*** Opening TASK DATA ***

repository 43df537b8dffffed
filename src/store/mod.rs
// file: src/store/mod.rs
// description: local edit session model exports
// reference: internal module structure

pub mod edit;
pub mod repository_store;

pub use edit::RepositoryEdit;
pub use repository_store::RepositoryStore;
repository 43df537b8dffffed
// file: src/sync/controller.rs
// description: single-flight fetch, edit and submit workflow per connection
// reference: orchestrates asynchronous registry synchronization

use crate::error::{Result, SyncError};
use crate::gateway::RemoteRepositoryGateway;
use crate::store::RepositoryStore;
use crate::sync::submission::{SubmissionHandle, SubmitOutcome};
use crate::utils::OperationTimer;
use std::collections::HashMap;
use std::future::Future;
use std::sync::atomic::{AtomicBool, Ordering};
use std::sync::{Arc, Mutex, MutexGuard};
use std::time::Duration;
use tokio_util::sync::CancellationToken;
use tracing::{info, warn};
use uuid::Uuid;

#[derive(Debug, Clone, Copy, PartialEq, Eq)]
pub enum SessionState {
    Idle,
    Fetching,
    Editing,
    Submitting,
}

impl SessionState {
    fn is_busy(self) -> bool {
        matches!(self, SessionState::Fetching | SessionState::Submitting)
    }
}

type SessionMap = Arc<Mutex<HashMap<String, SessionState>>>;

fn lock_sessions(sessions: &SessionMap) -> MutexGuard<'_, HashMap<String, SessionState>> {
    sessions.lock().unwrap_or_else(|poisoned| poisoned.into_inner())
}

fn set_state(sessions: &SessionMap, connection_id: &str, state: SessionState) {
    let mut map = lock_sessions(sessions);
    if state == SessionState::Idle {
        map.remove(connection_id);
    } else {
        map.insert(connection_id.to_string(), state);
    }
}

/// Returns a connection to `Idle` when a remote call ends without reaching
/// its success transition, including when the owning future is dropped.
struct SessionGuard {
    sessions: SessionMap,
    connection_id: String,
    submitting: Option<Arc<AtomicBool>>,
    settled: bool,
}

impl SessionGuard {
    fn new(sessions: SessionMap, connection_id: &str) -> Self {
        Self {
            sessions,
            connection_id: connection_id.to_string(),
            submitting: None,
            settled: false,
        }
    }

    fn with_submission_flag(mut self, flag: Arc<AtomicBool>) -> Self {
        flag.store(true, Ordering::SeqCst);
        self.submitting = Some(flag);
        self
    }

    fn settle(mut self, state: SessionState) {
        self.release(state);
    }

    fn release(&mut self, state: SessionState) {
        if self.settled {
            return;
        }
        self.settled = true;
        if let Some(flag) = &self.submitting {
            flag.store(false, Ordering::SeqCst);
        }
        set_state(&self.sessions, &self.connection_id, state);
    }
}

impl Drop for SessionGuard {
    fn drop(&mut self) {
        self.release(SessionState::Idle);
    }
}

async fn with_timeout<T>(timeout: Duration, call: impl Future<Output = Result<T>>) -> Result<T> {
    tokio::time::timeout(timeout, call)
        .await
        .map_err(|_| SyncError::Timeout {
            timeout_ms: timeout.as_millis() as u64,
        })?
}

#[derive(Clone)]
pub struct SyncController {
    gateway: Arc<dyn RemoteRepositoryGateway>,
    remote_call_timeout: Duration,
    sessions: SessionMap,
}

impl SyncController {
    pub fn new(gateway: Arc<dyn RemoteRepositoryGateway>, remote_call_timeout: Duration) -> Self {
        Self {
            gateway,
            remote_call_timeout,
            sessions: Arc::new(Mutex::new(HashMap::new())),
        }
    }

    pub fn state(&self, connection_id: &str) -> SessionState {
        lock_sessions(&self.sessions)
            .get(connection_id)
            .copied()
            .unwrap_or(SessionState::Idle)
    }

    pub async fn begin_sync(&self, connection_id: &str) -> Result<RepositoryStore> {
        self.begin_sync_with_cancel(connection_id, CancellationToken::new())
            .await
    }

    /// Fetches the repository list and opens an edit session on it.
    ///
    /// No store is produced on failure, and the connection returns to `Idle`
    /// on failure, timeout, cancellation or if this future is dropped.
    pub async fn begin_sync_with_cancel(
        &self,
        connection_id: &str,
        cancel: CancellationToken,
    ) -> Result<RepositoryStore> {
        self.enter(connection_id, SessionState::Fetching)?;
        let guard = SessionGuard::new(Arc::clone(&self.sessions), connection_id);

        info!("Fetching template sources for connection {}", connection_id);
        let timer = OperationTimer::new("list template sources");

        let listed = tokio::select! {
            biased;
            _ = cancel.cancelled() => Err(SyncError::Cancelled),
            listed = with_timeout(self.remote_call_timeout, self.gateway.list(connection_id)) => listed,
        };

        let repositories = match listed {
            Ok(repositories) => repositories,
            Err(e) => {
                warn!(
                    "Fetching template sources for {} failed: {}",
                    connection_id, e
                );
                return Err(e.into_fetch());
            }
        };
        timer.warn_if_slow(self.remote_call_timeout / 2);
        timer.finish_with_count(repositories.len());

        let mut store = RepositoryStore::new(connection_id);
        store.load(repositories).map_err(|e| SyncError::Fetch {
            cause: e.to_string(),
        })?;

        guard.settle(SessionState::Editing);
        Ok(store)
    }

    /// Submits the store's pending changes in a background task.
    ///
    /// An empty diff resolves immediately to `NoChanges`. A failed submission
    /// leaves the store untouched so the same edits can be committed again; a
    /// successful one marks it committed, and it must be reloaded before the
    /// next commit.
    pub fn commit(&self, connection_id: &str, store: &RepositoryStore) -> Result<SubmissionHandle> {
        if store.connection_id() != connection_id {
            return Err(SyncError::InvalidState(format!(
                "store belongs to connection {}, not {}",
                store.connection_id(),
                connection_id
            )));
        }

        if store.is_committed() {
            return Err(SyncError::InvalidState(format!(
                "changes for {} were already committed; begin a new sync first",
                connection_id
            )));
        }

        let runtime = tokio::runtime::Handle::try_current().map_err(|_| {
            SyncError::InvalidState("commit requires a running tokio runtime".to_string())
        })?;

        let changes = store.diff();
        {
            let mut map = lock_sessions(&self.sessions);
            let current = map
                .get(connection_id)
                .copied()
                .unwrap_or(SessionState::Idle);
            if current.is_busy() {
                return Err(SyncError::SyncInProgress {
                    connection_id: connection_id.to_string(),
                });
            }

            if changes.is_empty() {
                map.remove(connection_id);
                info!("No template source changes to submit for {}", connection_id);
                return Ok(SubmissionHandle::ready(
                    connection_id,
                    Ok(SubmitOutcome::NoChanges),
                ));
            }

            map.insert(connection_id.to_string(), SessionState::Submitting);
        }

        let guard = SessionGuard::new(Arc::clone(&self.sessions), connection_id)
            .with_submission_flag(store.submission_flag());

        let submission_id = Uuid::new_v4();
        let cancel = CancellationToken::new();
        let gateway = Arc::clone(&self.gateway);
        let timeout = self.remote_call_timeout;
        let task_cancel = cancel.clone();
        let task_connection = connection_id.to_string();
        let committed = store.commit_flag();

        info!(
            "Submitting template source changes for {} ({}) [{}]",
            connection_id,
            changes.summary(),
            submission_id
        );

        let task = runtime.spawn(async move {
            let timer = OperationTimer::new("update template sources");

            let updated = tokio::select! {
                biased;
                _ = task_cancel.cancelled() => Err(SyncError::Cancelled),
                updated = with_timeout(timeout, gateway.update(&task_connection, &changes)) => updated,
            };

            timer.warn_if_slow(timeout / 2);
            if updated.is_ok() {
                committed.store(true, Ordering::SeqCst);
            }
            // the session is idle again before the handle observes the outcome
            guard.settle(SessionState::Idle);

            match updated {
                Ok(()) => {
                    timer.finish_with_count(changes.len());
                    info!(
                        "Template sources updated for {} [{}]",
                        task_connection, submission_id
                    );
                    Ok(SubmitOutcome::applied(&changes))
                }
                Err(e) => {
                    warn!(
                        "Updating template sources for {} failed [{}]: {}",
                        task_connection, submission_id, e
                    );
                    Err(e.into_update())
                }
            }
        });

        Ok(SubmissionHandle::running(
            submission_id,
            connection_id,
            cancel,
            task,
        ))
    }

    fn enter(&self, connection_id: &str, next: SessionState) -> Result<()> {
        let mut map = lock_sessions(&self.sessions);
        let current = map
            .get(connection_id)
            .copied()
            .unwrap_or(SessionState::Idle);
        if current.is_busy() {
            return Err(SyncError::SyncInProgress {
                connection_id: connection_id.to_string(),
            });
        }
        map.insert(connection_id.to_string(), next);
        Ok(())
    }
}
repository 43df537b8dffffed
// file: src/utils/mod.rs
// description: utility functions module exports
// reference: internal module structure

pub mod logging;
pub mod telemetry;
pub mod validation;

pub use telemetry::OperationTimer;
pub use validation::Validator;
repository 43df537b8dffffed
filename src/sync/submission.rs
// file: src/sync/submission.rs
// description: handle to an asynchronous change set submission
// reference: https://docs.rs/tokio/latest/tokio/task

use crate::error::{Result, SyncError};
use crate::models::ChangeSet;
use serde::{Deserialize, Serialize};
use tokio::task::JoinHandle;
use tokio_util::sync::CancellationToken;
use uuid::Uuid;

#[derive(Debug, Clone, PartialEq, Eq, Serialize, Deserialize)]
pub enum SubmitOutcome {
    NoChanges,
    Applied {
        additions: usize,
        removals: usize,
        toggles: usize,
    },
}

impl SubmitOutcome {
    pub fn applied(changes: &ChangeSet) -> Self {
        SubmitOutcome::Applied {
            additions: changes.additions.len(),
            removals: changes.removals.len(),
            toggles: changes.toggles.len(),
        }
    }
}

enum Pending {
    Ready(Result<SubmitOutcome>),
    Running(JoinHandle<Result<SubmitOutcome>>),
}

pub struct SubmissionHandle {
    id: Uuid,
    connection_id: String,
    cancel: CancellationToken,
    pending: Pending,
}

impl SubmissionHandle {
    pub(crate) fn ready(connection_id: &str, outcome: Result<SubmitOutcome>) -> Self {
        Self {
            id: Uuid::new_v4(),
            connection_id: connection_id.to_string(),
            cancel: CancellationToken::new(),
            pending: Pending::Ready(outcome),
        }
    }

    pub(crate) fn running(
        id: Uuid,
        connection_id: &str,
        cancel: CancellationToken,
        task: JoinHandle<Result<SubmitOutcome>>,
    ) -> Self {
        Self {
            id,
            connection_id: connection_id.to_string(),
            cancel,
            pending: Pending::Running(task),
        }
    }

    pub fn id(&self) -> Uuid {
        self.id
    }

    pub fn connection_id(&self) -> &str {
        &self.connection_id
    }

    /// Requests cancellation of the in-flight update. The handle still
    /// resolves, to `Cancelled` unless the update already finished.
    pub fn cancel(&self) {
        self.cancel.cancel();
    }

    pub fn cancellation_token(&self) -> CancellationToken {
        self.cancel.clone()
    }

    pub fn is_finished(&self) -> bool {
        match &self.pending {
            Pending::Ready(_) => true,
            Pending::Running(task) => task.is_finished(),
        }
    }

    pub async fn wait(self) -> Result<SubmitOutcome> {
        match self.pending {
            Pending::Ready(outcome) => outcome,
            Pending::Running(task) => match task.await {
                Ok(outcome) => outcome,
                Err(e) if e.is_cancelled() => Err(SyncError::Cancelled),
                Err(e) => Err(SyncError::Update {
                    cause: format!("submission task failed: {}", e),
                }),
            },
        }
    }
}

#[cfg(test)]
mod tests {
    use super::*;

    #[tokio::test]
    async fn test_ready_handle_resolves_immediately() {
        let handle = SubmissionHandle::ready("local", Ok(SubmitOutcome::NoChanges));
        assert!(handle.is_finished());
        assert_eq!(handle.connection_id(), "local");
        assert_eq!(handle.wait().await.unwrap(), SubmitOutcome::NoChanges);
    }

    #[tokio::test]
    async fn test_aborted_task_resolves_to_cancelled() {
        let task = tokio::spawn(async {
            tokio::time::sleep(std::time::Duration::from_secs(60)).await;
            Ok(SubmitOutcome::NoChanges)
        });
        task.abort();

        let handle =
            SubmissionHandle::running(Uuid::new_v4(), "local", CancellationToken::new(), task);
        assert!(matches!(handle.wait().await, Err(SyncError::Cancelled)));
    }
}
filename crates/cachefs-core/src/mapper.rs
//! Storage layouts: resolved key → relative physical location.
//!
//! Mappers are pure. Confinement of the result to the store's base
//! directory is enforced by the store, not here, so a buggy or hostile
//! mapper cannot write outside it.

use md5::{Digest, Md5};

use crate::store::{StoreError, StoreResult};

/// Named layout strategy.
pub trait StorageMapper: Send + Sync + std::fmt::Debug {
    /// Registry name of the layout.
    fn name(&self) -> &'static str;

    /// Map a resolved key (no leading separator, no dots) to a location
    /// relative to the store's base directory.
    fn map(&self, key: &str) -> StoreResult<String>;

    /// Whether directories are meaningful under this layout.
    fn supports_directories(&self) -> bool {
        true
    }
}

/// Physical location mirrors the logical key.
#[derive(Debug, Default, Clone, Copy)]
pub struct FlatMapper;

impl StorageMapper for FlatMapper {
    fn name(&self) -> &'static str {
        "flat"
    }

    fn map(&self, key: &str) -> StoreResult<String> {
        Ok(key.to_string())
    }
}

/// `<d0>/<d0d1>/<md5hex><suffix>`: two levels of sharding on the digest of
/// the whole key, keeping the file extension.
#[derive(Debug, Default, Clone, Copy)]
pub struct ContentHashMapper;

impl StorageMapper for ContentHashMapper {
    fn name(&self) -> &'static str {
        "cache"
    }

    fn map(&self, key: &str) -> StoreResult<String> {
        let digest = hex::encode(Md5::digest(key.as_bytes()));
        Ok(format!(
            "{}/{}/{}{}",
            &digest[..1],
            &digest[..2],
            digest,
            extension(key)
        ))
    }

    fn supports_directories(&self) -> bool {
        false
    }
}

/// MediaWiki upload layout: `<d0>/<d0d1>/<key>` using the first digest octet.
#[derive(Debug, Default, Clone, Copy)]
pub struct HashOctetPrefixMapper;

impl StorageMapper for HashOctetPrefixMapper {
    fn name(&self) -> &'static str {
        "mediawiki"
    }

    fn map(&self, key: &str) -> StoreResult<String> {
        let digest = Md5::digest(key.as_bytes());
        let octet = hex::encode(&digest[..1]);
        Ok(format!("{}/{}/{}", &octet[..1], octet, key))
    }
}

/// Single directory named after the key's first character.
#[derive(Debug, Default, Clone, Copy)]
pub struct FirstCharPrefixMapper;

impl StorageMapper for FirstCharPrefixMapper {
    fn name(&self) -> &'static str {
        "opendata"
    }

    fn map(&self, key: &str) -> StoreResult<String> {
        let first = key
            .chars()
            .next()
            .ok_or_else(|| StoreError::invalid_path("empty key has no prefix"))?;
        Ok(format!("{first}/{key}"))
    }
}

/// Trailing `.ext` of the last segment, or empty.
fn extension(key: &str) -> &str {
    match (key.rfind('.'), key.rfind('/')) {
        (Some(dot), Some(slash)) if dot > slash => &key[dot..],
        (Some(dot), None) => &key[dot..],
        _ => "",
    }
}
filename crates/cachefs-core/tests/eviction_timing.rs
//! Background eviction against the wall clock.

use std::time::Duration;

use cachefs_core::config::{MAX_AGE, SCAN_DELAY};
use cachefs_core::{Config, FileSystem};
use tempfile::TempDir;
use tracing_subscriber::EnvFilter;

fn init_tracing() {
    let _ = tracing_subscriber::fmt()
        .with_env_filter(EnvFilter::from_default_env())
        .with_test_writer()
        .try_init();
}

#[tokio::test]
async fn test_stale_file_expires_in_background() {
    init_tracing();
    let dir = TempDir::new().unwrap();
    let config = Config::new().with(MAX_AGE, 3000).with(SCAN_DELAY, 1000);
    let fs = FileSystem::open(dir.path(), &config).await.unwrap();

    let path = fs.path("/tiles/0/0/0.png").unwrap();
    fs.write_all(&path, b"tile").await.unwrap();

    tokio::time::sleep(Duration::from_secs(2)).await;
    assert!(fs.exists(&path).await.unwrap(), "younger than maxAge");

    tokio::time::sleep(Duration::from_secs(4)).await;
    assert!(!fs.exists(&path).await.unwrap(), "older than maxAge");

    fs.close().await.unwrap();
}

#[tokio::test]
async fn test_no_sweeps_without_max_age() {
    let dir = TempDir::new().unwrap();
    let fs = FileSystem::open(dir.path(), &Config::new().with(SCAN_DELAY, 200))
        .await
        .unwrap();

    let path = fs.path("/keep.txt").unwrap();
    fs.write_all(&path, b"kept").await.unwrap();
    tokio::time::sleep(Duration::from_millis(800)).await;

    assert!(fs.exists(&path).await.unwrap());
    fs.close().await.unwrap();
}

*** Closing TASK DATA ***

Which lines in the listing above hold the word "asynchronous"? Show each of them.

• ANSWER FOR THIS EXERCISE
// reference: orchestrates asynchronous registry synchronization
// description: handle to an asynchronous change set submission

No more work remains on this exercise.